Walt Whitman, um cosmos, o filho de Manhattan,
Turbulento, carnal, sensual, comendo, bebendo e procriando,
Não sentimental, não superior a homens e mulheres nem deles apartado,
Não mais modesto do que imodesto.

Retirai as fechaduras das portas!
Retirai as próprias portas dos seus umbrais!

Quem degrada outro a mim degrada,
E o que for feito ou dito acaba por a mim voltar.

A inspiração emana de mim cada vez mais, por mim passam a corrente e o índice.

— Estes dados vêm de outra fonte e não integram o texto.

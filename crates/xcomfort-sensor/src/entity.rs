//! Sensor entity descriptions
//!
//! Unique ids follow the scheme existing installations already have in
//! their registries, so they must not change:
//!
//! | sensor | unique id |
//! |---|---|
//! | room power | `energy_<room_id>` |
//! | room energy | `energy_kwh_<room_id>` |
//! | heater / light power | `power_<name>_<device_id>` |
//! | heater / light energy | `energy_<name>_<device_id>` |
//! | heater temperature | `temperature_<name>_<device_id>` |
//! | heater heating demand | `heating_demand_<name>_<device_id>` |

use std::collections::HashMap;

use serde_json::{json, Value};
use xcomfort_config::PowerEnergyOptions;
use xcomfort_core::{DeviceId, EntityId, RoomId};
use xcomfort_registry::DeviceRegistry;

/// What a sensor measures
#[derive(Debug, Clone, Copy, PartialEq, Eq, Hash)]
pub enum SensorKind {
    Power,
    Energy,
    Temperature,
    HeatingDemand,
}

impl SensorKind {
    pub fn unit(&self) -> &'static str {
        match self {
            Self::Power => "W",
            Self::Energy => "kWh",
            Self::Temperature => "°C",
            Self::HeatingDemand => "%",
        }
    }

    pub fn device_class(&self) -> Option<&'static str> {
        match self {
            Self::Power => Some("power"),
            Self::Energy => Some("energy"),
            Self::Temperature => Some("temperature"),
            Self::HeatingDemand => None,
        }
    }

    pub fn state_class(&self) -> &'static str {
        match self {
            Self::Energy => "total_increasing",
            _ => "measurement",
        }
    }

    fn name_suffix(&self) -> &'static str {
        match self {
            Self::Power => "Power",
            Self::Energy => "Energy",
            Self::Temperature => "Temperature",
            Self::HeatingDemand => "Heating Demand",
        }
    }
}

/// The device a sensor reads from
#[derive(Debug, Clone, PartialEq, Eq, Hash)]
pub enum SensorSource {
    Room(RoomId),
    Heater(DeviceId),
    Light(DeviceId),
}

impl SensorSource {
    /// Key the state store indexes the sensor's entities under
    pub fn device_key(&self) -> String {
        match self {
            Self::Room(id) => format!("room_{}", id),
            Self::Heater(id) => format!("heater_{}", id),
            Self::Light(id) => format!("light_{}", id),
        }
    }
}

/// A sensor unique id, the display name it derives from and what it measures
#[derive(Debug, Clone, PartialEq)]
pub struct SensorDescription {
    pub unique_id: String,
    pub name: String,
    pub kind: SensorKind,
    pub source: SensorSource,
}

impl SensorDescription {
    fn room(room_id: &RoomId, room_name: &str, kind: SensorKind) -> Self {
        let unique_id = match kind {
            SensorKind::Energy => format!("energy_kwh_{}", room_id),
            _ => format!("energy_{}", room_id),
        };
        Self {
            unique_id,
            name: format!("{} {}", room_name, kind.name_suffix()),
            kind,
            source: SensorSource::Room(room_id.clone()),
        }
    }

    fn device(source: SensorSource, device_name: &str, kind: SensorKind) -> Self {
        let device_id = match &source {
            SensorSource::Heater(id) | SensorSource::Light(id) => id.as_str(),
            SensorSource::Room(id) => id.as_str(),
        };
        let prefix = match kind {
            SensorKind::Power => "power",
            SensorKind::Energy => "energy",
            SensorKind::Temperature => "temperature",
            SensorKind::HeatingDemand => "heating_demand",
        };
        Self {
            unique_id: format!("{}_{}_{}", prefix, device_name, device_id),
            name: format!("{} {}", device_name, kind.name_suffix()),
            kind,
            source,
        }
    }
}

/// A registered sensor
#[derive(Debug, Clone, PartialEq)]
pub struct SensorEntity {
    pub entity_id: EntityId,
    pub description: SensorDescription,
}

impl SensorEntity {
    pub fn unique_id(&self) -> &str {
        &self.description.unique_id
    }

    pub fn kind(&self) -> SensorKind {
        self.description.kind
    }

    pub fn source(&self) -> &SensorSource {
        &self.description.source
    }

    /// Static attributes published with every state
    pub fn attributes(&self) -> HashMap<String, Value> {
        let kind = self.description.kind;
        let mut attributes = HashMap::from([
            ("friendly_name".to_string(), json!(self.description.name)),
            ("unit_of_measurement".to_string(), json!(kind.unit())),
            ("state_class".to_string(), json!(kind.state_class())),
        ]);
        if let Some(device_class) = kind.device_class() {
            attributes.insert("device_class".to_string(), json!(device_class));
        }
        attributes
    }
}

/// Sensors the current options ask for, in registry order
pub fn describe_sensors(
    registry: &DeviceRegistry,
    options: &PowerEnergyOptions,
) -> Vec<SensorDescription> {
    let mut sensors = Vec::new();

    if options.add_room_power_sensors {
        for room in registry.rooms() {
            for kind in [SensorKind::Power, SensorKind::Energy] {
                sensors.push(SensorDescription::room(&room.room_id, &room.name, kind));
            }
        }
    }

    for heater in registry.heaters() {
        let mut kinds = vec![SensorKind::Temperature, SensorKind::HeatingDemand];
        if options.add_heater_power_sensors {
            kinds.extend([SensorKind::Power, SensorKind::Energy]);
        }
        for kind in kinds {
            let source = SensorSource::Heater(heater.device_id.clone());
            sensors.push(SensorDescription::device(source, &heater.name, kind));
        }
    }

    if options.add_light_power_sensors {
        for light in registry.lights() {
            for kind in [SensorKind::Power, SensorKind::Energy] {
                let source = SensorSource::Light(light.device_id.clone());
                sensors.push(SensorDescription::device(source, &light.name, kind));
            }
        }
    }

    sensors
}

/// Power/energy unique ids whose option is off, grouped by a log label
pub fn disabled_unique_ids(
    registry: &DeviceRegistry,
    options: &PowerEnergyOptions,
) -> Vec<(&'static str, Vec<String>)> {
    let power_energy = [SensorKind::Power, SensorKind::Energy];
    let mut disabled = Vec::new();

    if !options.add_room_power_sensors {
        let ids: Vec<String> = registry
            .rooms()
            .iter()
            .flat_map(|room| {
                power_energy.iter().map(move |kind| {
                    SensorDescription::room(&room.room_id, &room.name, *kind).unique_id
                })
            })
            .collect();
        disabled.push(("room power/energy", ids));
    }

    if !options.add_heater_power_sensors {
        let ids: Vec<String> = registry
            .heaters()
            .iter()
            .flat_map(|heater| {
                power_energy.iter().map(move |kind| {
                    let source = SensorSource::Heater(heater.device_id.clone());
                    SensorDescription::device(source, &heater.name, *kind).unique_id
                })
            })
            .collect();
        disabled.push(("heater power/energy", ids));
    }

    if !options.add_light_power_sensors {
        let ids: Vec<String> = registry
            .lights()
            .iter()
            .flat_map(|light| {
                power_energy.iter().map(move |kind| {
                    let source = SensorSource::Light(light.device_id.clone());
                    SensorDescription::device(source, &light.name, *kind).unique_id
                })
            })
            .collect();
        disabled.push(("light power/energy", ids));
    }

    disabled
}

Pronuncio o santo-e-senha primordial, dou o sinal da democracia,
Por Deus! nada aceitarei, nada que os outros não possam ter por igual.

(…)

Ao subir ao meu alpendre, pauso para pensar se será mesmo real,
A madressilva da minha janela satisfaz-me mais do que a metafísica dos livros.

Contemplar a aurora!
A luz débil desfaz as imensas e diáfanas sombras,
O ar agrada ao meu paladar.

Pesados objetos do mundo móvel sobem cabriolando inocente e silenciosamente, exalando frescura,
Precipitando-se obliquamente em cima e em baixo.

Algo que não vejo ergue hastes libidinosas,
Mares de sumo brilhante inundam o céu.

A terra aguarda o céu, a sua íntima junção quotidiana,
O cescente desafio do Leste que me foi lançado,
O escárnio sarcástico, Vejamos então se poderás ser dono e senhor!